Помимо всего прочего, здесь виден отголосок тех давних, достаточно непростых военно-административных и деловых, в том числе и фискальных, взаимоотношений, существовавших некогда между Монгольской империей и еще не объединёнными в единое целое русскими княжествами.

Здесь стоит упомянуть, что одним из таких «отголосков», благополучно доживших до наших дней, является слово таможня. В словаре В. Даля поясняется:

«тамга (платить тамгу) — внутренняя таможенная пошлина, введенная на Руси монголо-татарами и взимавшаяся со всех продаваемых товаров вначале натурой, позже — деньгами; тамжить — ставить печать; тамговый — таможный; таможенный товар — заверенный печатью (тамгой)».

Известно, что для исчисления причитавшейся дани золотоордынские чиновники в 1245 г. и позже проводили в отдельных княжествах перепись населения. Золотая Орда к тому времени, хоть и оставаясь в составе общемонгольской империи, уже формировалась в виде автономного государства под сильной рукой Бату, внука Чингисхана. В проводимой им политике в отношении Руси главенствовали два пункта:

«добиться от князей присяги на верность и организовать сбор дани и налогов»[36].

Каковы бы ни были монгольские войны начального периода, но уже к середине XIII в. и в самой центральной империи, и в её «дочерних» образованиях — например, Персидском Ильханате и Золотой Орде — государственное устройство и общий порядок в стране были на весьма высоком, по средневековым меркам, уровне. О чём имеются авторитетные свидетельства Иоанна де Плано Карпини и других известных западных путешественников-дипломатов.

Разумеется, перепись ни у кого на Руси восторгов не вызывала — ни у князей, ни у простолюдинов. Да и найдётся ли хотя бы сегодня на свете такой чудак не от мира сего, который искренне радовался бы налогообложению? Древнерусский летописец в сердцах записал:

«Окояннии изочтоша всю землю русскую, токмо не чтоша игуменов».

Историки полагают, что перепись имела целью установить не число населения, а количество хозяйств и размер падавших на каждое из них платежей. Таким образом, слова «окояннии не чтоша игуменов» следует понимать в том смысле, что в налоговые списки не вносились монастырские хозяйства. Великая Яса повелевала «окаянним», не деля богов и священнослужителей на своих и чужих, в равной мере почитать их всех.

* * *

Монастырские владения были защищены так называемым тарханным правом.

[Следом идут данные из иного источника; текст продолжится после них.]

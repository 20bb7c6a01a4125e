pub mod pin;
pub mod source;

pub use pin::{
    BoardDto, ExtraDto, LabeledMap, MediaType, PinDto, PinnerDto, ProfileImagesDto, StatsDto,
    VideoInfoDto, VideoQualityDto,
};
pub use source::SourcePin;
use std::env;

use thiserror::Error;

pub const DEFAULT_HOST: &str = "0.0.0.0";
pub const DEFAULT_PORT: u16 = 3000;

#[derive(Error, Debug)]
pub enum ConfigError {
    #[error("PORT must be a valid port number, got {0:?}")]
    InvalidPort(String),
}

#[derive(Clone, Debug)]
pub struct Config {
    pub server_host: String,
    pub server_port: u16,
    /// `false` when `APP_ENV=production`.
    pub is_dev: bool,
}

impl Config {
    pub fn from_env() -> Result<Self, ConfigError> {
        dotenvy::dotenv().ok();

        let server_port = match env::var("PORT") {
            Ok(raw) => raw
                .trim()
                .parse()
                .map_err(|_| ConfigError::InvalidPort(raw))?,
            Err(_) => DEFAULT_PORT,
        };

        Ok(Config {
            server_host: env::var("HOST").unwrap_or_else(|_| DEFAULT_HOST.to_string()),
            server_port,
            is_dev: env::var("APP_ENV").as_deref() != Ok("production"),
        })
    }

    pub fn server_addr(&self) -> String {
        format!("{}:{}", self.server_host, self.server_port)
    }
}
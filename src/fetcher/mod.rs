use reqwest::header::{HeaderMap, HeaderValue, ACCEPT};
use reqwest::Client;

use crate::error::AppResult;

/// Mobile Chrome; the closeup page serves its relay payload to it.
pub const USER_AGENT: &str = "Mozilla/5.0 (Linux; Android 10) AppleWebKit/537.36 \
     (KHTML, like Gecko) Chrome/124.0.0.0 Mobile Safari/537.36";
pub const ACCEPT_HEADER: &str = "application/json, text/javascript, */*; q=0.01";

/// Build the outbound client with the fixed browser-like header set.
/// Redirects follow the reqwest default policy.
pub fn build_client() -> Result<Client, reqwest::Error> {
    let mut headers = HeaderMap::new();
    headers.insert(ACCEPT, HeaderValue::from_static(ACCEPT_HEADER));

    Client::builder()
        .user_agent(USER_AGENT)
        .default_headers(headers)
        .build()
}

/// GET `url` and return the body text. Non-2xx statuses are errors.
pub async fn fetch_page(client: &Client, url: &str) -> AppResult<String> {
    let response = client
        .get(url)
        .send()
        .await
        .and_then(|r| r.error_for_status())
        .map_err(|e| {
            tracing::warn!(error = ?e, url = %url, "Failed to fetch pin page");
            e
        })?;

    let html = response.text().await?;
    tracing::debug!(url = %url, bytes = html.len(), "Fetched pin page");
    Ok(html)
}
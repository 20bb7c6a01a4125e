use scraper::{Html, Selector};
use serde_json::Value;

use crate::error::{AppError, AppResult};

/// Inline script elements carrying server-rendered relay responses.
pub const RELAY_SCRIPT_SELECTOR: &str =
    r#"script[data-relay-response="true"][type="application/json"]"#;
/// `requestParameters.name` of the relay response describing the pin itself.
pub const CLOSEUP_QUERY_NAME: &str = "CloseupDetailQuery";

/// Find the closeup relay payload embedded in `html`.
///
/// Candidates whose text is not valid JSON are skipped. When several
/// candidates match, the last one in document order wins.
pub fn extract_pin_payload(html: &str) -> AppResult<Value> {
    let document = Html::parse_document(html);
    let selector = Selector::parse(RELAY_SCRIPT_SELECTOR)
        .map_err(|e| AppError::Internal(format!("invalid relay selector: {e:?}")))?;

    document
        .select(&selector)
        .filter_map(|el| {
            let text = el.text().collect::<String>();
            match serde_json::from_str::<Value>(text.trim()) {
                Ok(value) => Some(value),
                Err(e) => {
                    tracing::debug!(error = %e, "Skipping relay candidate that is not valid JSON");
                    None
                }
            }
        })
        .filter(is_closeup_query)
        .last()
        .ok_or(AppError::NotFound)
}

fn is_closeup_query(candidate: &Value) -> bool {
    candidate
        .pointer("/requestParameters/name")
        .and_then(Value::as_str)
        == Some(CLOSEUP_QUERY_NAME)
}
//! Incoming problem reports are logged, nothing more.

use dcomm_core::message::SOV_DOC_URI;
use dcomm_core::{
    DcommResult, Envelope, Handler, HandlerContext, MessageTypeUri, ProtocolIdentifierUri,
    ProtocolSupport, Semver,
};

pub const PROBLEM_REPORT: &str = "problem-report";

pub fn protocol() -> ProtocolIdentifierUri {
    ProtocolIdentifierUri::new(SOV_DOC_URI, "notification", Semver::major_minor(1, 0))
}

pub struct ProblemReportHandler;

impl Handler for ProblemReportHandler {
    fn supported(&self) -> Vec<ProtocolSupport> {
        vec![ProtocolSupport::new(protocol(), &[PROBLEM_REPORT], &["notified"])]
    }

    fn handle(
        &self,
        env: &Envelope,
        _msg_type: &MessageTypeUri,
        _ctx: &mut HandlerContext<'_>,
    ) -> DcommResult<bool> {
        let explain = env
            .obj()
            .and_then(|o| o.get("explain"))
            .and_then(|v| v.as_str())
            .unwrap_or("(no explanation)");
        let code = env
            .obj()
            .and_then(|o| o.get("explain~l10n"))
            .and_then(|l| l.get("code"))
            .and_then(|c| c.as_str());
        tracing::warn!(thid = ?env.thid(), code = ?code, "Peer reported a problem: {}", explain);
        Ok(true)
    }
}
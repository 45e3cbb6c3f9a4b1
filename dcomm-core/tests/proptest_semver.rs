//! Property-based tests: semver ordering, round-trip and compatibility sign.

use std::cmp::Ordering;

use dcomm_core::*;
use proptest::prelude::*;

fn arb_ids() -> impl Strategy<Value = Option<String>> {
    proptest::option::of(
        proptest::collection::vec(
            prop_oneof![
                Just("0"),
                Just("1"),
                Just("2"),
                Just("10"),
                Just("alpha"),
                Just("beta"),
                Just("rc"),
                Just("x-y"),
                Just("0a"),
            ],
            1..4,
        )
        .prop_map(|segs| segs.join(".")),
    )
}

fn arb_semver_text() -> impl Strategy<Value = String> {
    (0u64..4, proptest::option::of(0u64..4), proptest::option::of(0u64..12), arb_ids(), arb_ids())
        .prop_map(|(major, minor, patch, pre, build)| {
            let mut s = major.to_string();
            if let Some(minor) = minor {
                s.push_str(&format!(".{minor}"));
                if let Some(patch) = patch {
                    s.push_str(&format!(".{patch}"));
                    if let Some(pre) = pre {
                        s.push_str(&format!("-{pre}"));
                    }
                    if let Some(build) = build {
                        s.push_str(&format!("+{build}"));
                    }
                }
            }
            s
        })
}

fn arb_semver() -> impl Strategy<Value = Semver> {
    arb_semver_text().prop_map(|s| Semver::parse(&s).unwrap())
}

proptest! {
    #[test]
    fn parse_display_round_trip(text in arb_semver_text()) {
        let parsed = Semver::parse(&text).unwrap();
        prop_assert_eq!(parsed.to_string(), text.clone());
        prop_assert_eq!(Semver::parse(&parsed.to_string()).unwrap(), parsed);
    }

    #[test]
    fn ordering_is_antisymmetric_and_consistent_with_eq(a in arb_semver(), b in arb_semver()) {
        prop_assert_eq!(a.cmp(&b), b.cmp(&a).reverse());
        prop_assert_eq!(a.cmp(&b) == Ordering::Equal, a == b);
    }

    #[test]
    fn ordering_is_transitive(a in arb_semver(), b in arb_semver(), c in arb_semver()) {
        let mut sorted = [a, b, c];
        sorted.sort();
        prop_assert!(sorted[0] <= sorted[1]);
        prop_assert!(sorted[1] <= sorted[2]);
        prop_assert!(sorted[0] <= sorted[2]);
    }

    #[test]
    fn compatibility_sign_is_symmetric(a in arb_semver(), b in arb_semver()) {
        prop_assume!(a != b);
        prop_assert_eq!(a.compatible_with(&b), -b.compatible_with(&a));
    }

    #[test]
    fn compatibility_magnitude_in_range(a in arb_semver(), b in arb_semver()) {
        let score = a.compatible_with(&b);
        prop_assert!((-5..=5).contains(&score));
        if a.major() != b.major() {
            prop_assert_eq!(score, 0);
        }
    }

    #[test]
    fn identifiers_ignore_case_and_punctuation(word in "[a-z0-9]{1,12}", punct in "[-_ !.]{0,3}") {
        let mut noisy = String::new();
        for (i, c) in word.chars().enumerate() {
            if i % 2 == 0 {
                noisy.extend(c.to_uppercase());
            } else {
                noisy.push(c);
            }
            noisy.push_str(&punct);
        }
        prop_assert_eq!(compare_identifiers(Some(&word), Some(&noisy)), Ordering::Equal);
        prop_assert_eq!(compare_identifiers(None, Some(&word)), Ordering::Less);
    }
}

#[test]
fn documented_prerelease_chain() {
    let chain = ["1.2.3-1.a", "1.2.3-2.a", "1.2.3-a.1"];
    let parsed: Vec<Semver> = chain.iter().map(|s| Semver::parse(s).unwrap()).collect();
    assert!(parsed[0] < parsed[1]);
    assert!(parsed[1] < parsed[2]);
}
pub const INVITATION: &str = "invitation";
pub const REQUEST: &str = "request";
pub const RESPONSE: &str = "response";
pub const ACK: &str = "ack";
pub const PROBLEM_REPORT: &str = "problem_report";

pub fn protocol() -> ProtocolIdentifierUri {
    sov_protocol("connections", 1, 0)
}

/// What one side remembers about a connection.
#[derive(Debug, Clone, PartialEq, Serialize, Deserialize)]
pub struct ConnectionData {
    pub state_machine: MachineSnapshot,
    #[serde(default, skip_serializing_if = "Option::is_none")]
    pub their_label: Option<String>,
    #[serde(default, skip_serializing_if = "Option::is_none")]
    pub their_endpoint: Option<String>,
    #[serde(default, skip_serializing_if = "Option::is_none")]
    pub their_key: Option<String>,
}

impl ConnectionData {
    fn new(machine: &StateMachine) -> Self {
        Self {
            state_machine: machine.snapshot(),
            their_label: None,
            their_endpoint: None,
            their_key: None,
        }
    }
}

/// Map an incoming message name onto the machine event it triggers.
fn received_event(message_name: &str) -> Option<&'static str> {
    [
        (INVITATION, events::RECEIVE_INVITATION),
        (REQUEST, events::RECEIVE_CONN_REQ),
        (RESPONSE, events::RECEIVE_CONN_RESP),
        (ACK, events::RECEIVE_ACK),
        (PROBLEM_REPORT, events::RECEIVE_ERROR),
    ]
    .into_iter()
    .find(|(name, _)| identifiers_match(name, message_name))
    .map(|(_, event)| event)
}

/// Fire `event`, treating a vetoed transition like an illegal one.
fn step(machine: &mut StateMachine, event: &str) -> DcommResult<()> {
    match machine.handle(event)? {
        Outcome::Moved { .. } => Ok(()),
        Outcome::Aborted { reason } => Err(anomaly(machine, reason)),
    }
}

fn anomaly(machine: &StateMachine, detail: impl Into<String>) -> DcommError {
    DcommError::ProtocolAnomaly {
        protocol: machine.protocol().to_string(),
        role: machine.role().to_string(),
        state: machine.state().to_string(),
        detail: detail.into(),
    }
}

/// Our half of the `connection` block offered in requests and responses.
fn my_connection(identity: &AgentIdentity) -> DcommResult<Value> {
    let endpoint = identity
        .endpoint
        .as_deref()
        .ok_or_else(|| DcommError::Config("agent has no endpoint to offer peers".to_string()))?;
    Ok(json!({
        "endpoint": endpoint,
        "verkey": identity.verkey,
    }))
}

fn str_field<'a>(value: &'a Value, key: &str) -> Option<&'a str> {
    value.get(key).and_then(Value::as_str).filter(|s| !s.is_empty())
}

/// Build a fresh invitation and the inviter-side interaction that goes with it.
///
/// The invitation is delivered out of band; whoever accepts it threads
/// their request to its `@id`.
pub fn create_invitation(identity: &AgentIdentity) -> DcommResult<(Value, Interaction)> {
    let endpoint = identity
        .endpoint
        .as_deref()
        .ok_or_else(|| DcommError::Config("agent has no endpoint to put in an invitation".to_string()))?;
    let keys: Vec<&str> = identity.verkey.as_deref().into_iter().collect();

    let msg = Message::new(sov_type(&protocol(), INVITATION))
        .with_field("label", identity.label.as_str())
        .with_field("recipientKeys", json!(keys))
        .with_field("serviceEndpoint", endpoint);
    let thid = msg.id().to_string();

    // Transition: null -> invited
    let mut machine = connections::inviter()?;
    step(&mut machine, events::SEND_INVITATION)?;

    let mut interaction = Interaction::new(thid, serde_json::to_value(ConnectionData::new(&machine))?);
    interaction.last_sent = Some(Utc::now());
    Ok((msg.finish()?, interaction))
}

pub struct ConnectionsHandler;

В «Сокровенном сказании» (§ 219) один из соратников просит Чингисхана наделить его землёй с правом дарханного (тарханного) владения, т. е. с освобождением от всяческих податей и повинностей.

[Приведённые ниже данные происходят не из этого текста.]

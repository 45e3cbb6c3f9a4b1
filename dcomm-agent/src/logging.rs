//! Log subscriber setup.

use std::path::Path;
use std::sync::Mutex;

use dcomm_core::{DcommError, DcommResult};
use tracing_subscriber::fmt::writer::BoxMakeWriter;
use tracing_subscriber::{fmt, layer::SubscriberExt, util::SubscriberInitExt, EnvFilter, Registry};

use crate::config::{LogFormat, LoggingConfig};

/// Install the global subscriber.
///
/// `RUST_LOG`, when set, replaces the configured level. Output goes to
/// `log_file` (appending, no colour) or to stderr.
pub fn init_logging(config: &LoggingConfig, log_file: Option<&Path>) -> DcommResult<()> {
    let filter = match EnvFilter::try_from_default_env() {
        Ok(filter) => filter,
        Err(_) => parse_filter(&config.level)?,
    };

    let writer = match log_file {
        Some(path) => {
            if let Some(parent) = path.parent() {
                std::fs::create_dir_all(parent).map_err(|e| {
                    DcommError::Config(format!("Failed to create log directory: {}", e))
                })?;
            }
            let file = std::fs::OpenOptions::new()
                .create(true)
                .append(true)
                .open(path)
                .map_err(|e| {
                    DcommError::Config(format!("Failed to open log file {}: {}", path.display(), e))
                })?;
            BoxMakeWriter::new(Mutex::new(file))
        }
        None => BoxMakeWriter::new(std::io::stderr),
    };

    let base_subscriber = Registry::default().with(filter);
    let installed = match config.format {
        LogFormat::Json => base_subscriber
            .with(fmt::layer().json().with_target(true).with_writer(writer))
            .try_init(),
        LogFormat::Text => base_subscriber
            .with(
                fmt::layer()
                    .with_target(true)
                    .with_ansi(log_file.is_none())
                    .with_writer(writer),
            )
            .try_init(),
    };
    installed.map_err(|e| DcommError::Config(format!("Failed to install log subscriber: {}", e)))
}

/// Parse a filter directive such as `info` or `dcomm_agent=debug,warn`.
pub fn parse_filter(level: &str) -> DcommResult<EnvFilter> {
    EnvFilter::try_new(level)
        .map_err(|e| DcommError::Config(format!("Invalid log level \"{}\": {}", level, e)))
}

#[cfg(test)]
mod tests {
    use super::*;

    #[test]
    fn parses_levels_and_directives() {
        assert!(parse_filter("info").is_ok());
        assert!(parse_filter("dcomm_agent=debug,warn").is_ok());
        assert!(parse_filter("dcomm_agent=loud").is_err());
    }
}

«На это Чингисхан сказал: Занимайте же вы своим кочевьем Селенгу, Меркитскую землю, и будьте вы её невозбранными, дарханными пользователями… получайте в своё единоличное и нераздельное пользование всю ту добычу, которую найдёте в походе на врага или в облавах на дикого зверя… Дарханствуйте даже до потомков ваших… Будьте свободны от взысканий за девять проступков»[37].

Эпизод относится к самому началу его правления. Из чего можно заключить, что дарханное право существовало еще до Великой Ясы. Следовательно, оно из числа тех древних правил, которые обобщённо называются обычным правом[38] и которые не только вошли потом в Ясу, но и, несомненно, послужили основой кодификации[39] при её создании.

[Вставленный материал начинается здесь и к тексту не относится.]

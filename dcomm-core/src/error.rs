//! Error types and problem codes for DComm.

use thiserror::Error;

/// Codes carried in the `explain~l10n` block of outgoing problem reports.
#[derive(Debug, Clone, Copy, PartialEq, Eq, serde::Serialize, serde::Deserialize)]
#[serde(rename_all = "snake_case")]
pub enum ProblemCode {
    /// Version string or message type could not be parsed.
    MalformedType,
    /// Payload was oversize, not JSON, or otherwise rejected before dispatch.
    MalformedMessage,
    /// No registered handler accepts the message type.
    UnsupportedType,
    /// Message was legal in isolation but not in the current thread state.
    ProtocolAnomaly,
    /// Required trust (confidentiality, integrity, origin) was not proven.
    InsufficientTrust,
    /// Anything the receiver could not attribute to the sender.
    InternalError,
}

impl std::fmt::Display for ProblemCode {
    fn fmt(&self, f: &mut std::fmt::Formatter<'_>) -> std::fmt::Result {
        match self {
            Self::MalformedType => write!(f, "malformed_type"),
            Self::MalformedMessage => write!(f, "malformed_message"),
            Self::UnsupportedType => write!(f, "unsupported_type"),
            Self::ProtocolAnomaly => write!(f, "protocol_anomaly"),
            Self::InsufficientTrust => write!(f, "insufficient_trust"),
            Self::InternalError => write!(f, "internal_error"),
        }
    }
}

/// DComm errors.
#[derive(Debug, Error)]
pub enum DcommError {
    /// Unparseable semver or message-type URI. Never retried.
    #[error("format error: {0}")]
    Format(String),

    /// An event the machine was never told about. This is a protocol-definition bug.
    #[error("unknown event \"{event}\" for {protocol} role {role}")]
    UnknownEvent {
        protocol: String,
        role: String,
        event: String,
    },

    /// A declared event that is illegal from the current state.
    #[error("Anomaly in the {protocol}@{role} protocol with state=\"{state}\". {detail}")]
    ProtocolAnomaly {
        protocol: String,
        role: String,
        state: String,
        detail: String,
    },

    /// Failure reaching a destination or reading a queue.
    #[error("transport error: {0}")]
    Transport(String),

    /// Envelope-level rejection (oversize or malformed) before protocol logic.
    #[error("message rejected: {0}")]
    Rejected(String),

    /// Pack/unpack failure in the crypto service.
    #[error("crypto error: {0}")]
    Crypto(String),

    /// Interaction store failure.
    #[error("storage error: {0}")]
    Storage(#[from] rusqlite::Error),

    /// Invalid or unreadable configuration.
    #[error("config error: {0}")]
    Config(String),

    /// Serialization/deserialization error.
    #[error("serialization error: {0}")]
    Serialization(#[from] serde_json::Error),

    /// Local I/O error.
    #[error("io error: {0}")]
    Io(#[from] std::io::Error),
}

impl DcommError {
    /// Whether a caller may reasonably retry the operation after backing off.
    pub fn is_retryable(&self) -> bool {
        matches!(self, Self::Transport(_) | Self::Io(_))
    }

    /// Problem code to send back to a peer when this error ends a handling path.
    pub fn problem_code(&self) -> ProblemCode {
        match self {
            Self::Format(_) => ProblemCode::MalformedType,
            Self::ProtocolAnomaly { .. } => ProblemCode::ProtocolAnomaly,
            Self::Rejected(_) | Self::Serialization(_) => ProblemCode::MalformedMessage,
            _ => ProblemCode::InternalError,
        }
    }
}

/// Result type alias for DComm operations.
pub type DcommResult<T> = Result<T, DcommError>;

#[cfg(test)]
mod tests {
    use super::*;

    #[test]
    fn problem_code_display() {
        assert_eq!(ProblemCode::MalformedType.to_string(), "malformed_type");
        assert_eq!(ProblemCode::ProtocolAnomaly.to_string(), "protocol_anomaly");
        assert_eq!(ProblemCode::InsufficientTrust.to_string(), "insufficient_trust");
    }

    #[test]
    fn problem_code_serde() {
        let code = ProblemCode::UnsupportedType;
        let json = serde_json::to_string(&code).unwrap();
        assert_eq!(json, "\"unsupported_type\"");

        let parsed: ProblemCode = serde_json::from_str(&json).unwrap();
        assert_eq!(parsed, code);
    }

    #[test]
    fn anomaly_message_names_protocol_role_and_state() {
        let err = DcommError::ProtocolAnomaly {
            protocol: "connections/1.0".into(),
            role: "inviter".into(),
            state: "null".into(),
            detail: "Can't receive_ack from null.".into(),
        };
        assert_eq!(
            err.to_string(),
            "Anomaly in the connections/1.0@inviter protocol with state=\"null\". Can't receive_ack from null."
        );
        assert_eq!(err.problem_code(), ProblemCode::ProtocolAnomaly);
    }

    #[test]
    fn only_transport_and_io_retry() {
        assert!(DcommError::Transport("refused".into()).is_retryable());
        assert!(DcommError::Io(std::io::Error::other("disk")).is_retryable());
        assert!(!DcommError::Format("x".into()).is_retryable());
        assert!(!DcommError::Rejected("big".into()).is_retryable());
    }
}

Тарханные грамоты (ярлыки), выдававшиеся золотоордынскими ханами православным монастырям, высшему духовенству, князьям и знатным боярам, наделяли их правом не быть судимыми никем, кроме государя, и быть свободными от повинностей. В этом своем качестве они сохраняли свою действенность на Руси и после монголо-татар. Хотя Иван Грозный, лютый враг боярской вольницы, отменил «тарханщину», но даже в XVIII в., если приходилось доказывать знатность рода и его исконные привилегии, потомки старинных родов еще продолжали ссылаться на авторитет тарханных грамот.

* * *

Непосредственное взимание дани золотоордынскими «налоговиками» с русского населения длилось сравнительно недолго. Уже в 1275 г. князь Василий Ярославич[40] первым добился для себя права собирать дань (действуя по Ясе, то бишь по закону)) и сам привёз её в Сарай в размере по полугривне с «сохи», т. е. с одного крестьянского хозяйства[41]. Возможно, тогда-то впервые и начало появляться упомянутое В. И. Далем понятие о «ясачных крестьянах».

Как принятое государством прямое налогообложение, ясак был известен на Руси еще задолго до Ивана Грозного. И уж тем более это слово, понятие было в ходу в Казанском ханстве, этом пёстром по составу государстве, вобравшем в себя земли волжских болгар (булгар), мордвы, черемисов, чувашей, вотяков, мещеряков, башкир. И всё это многоязыкое население платило именно ясак, поскольку в тогдашнем языке государственной бюрократии, традиционно консервативной всегда и везде, продолжали жить и дух, и буква, и язык Великой Ясы.

С продвижением России всё далее на восток, в земли, бывшие некогда частью Монгольской империи, подушная подать естественным образом свелась как по названию, так и по смыслу всё к тому же издревле привычному ясаку, всё к той же высоко ценимой во всем мире мягкой рухляди.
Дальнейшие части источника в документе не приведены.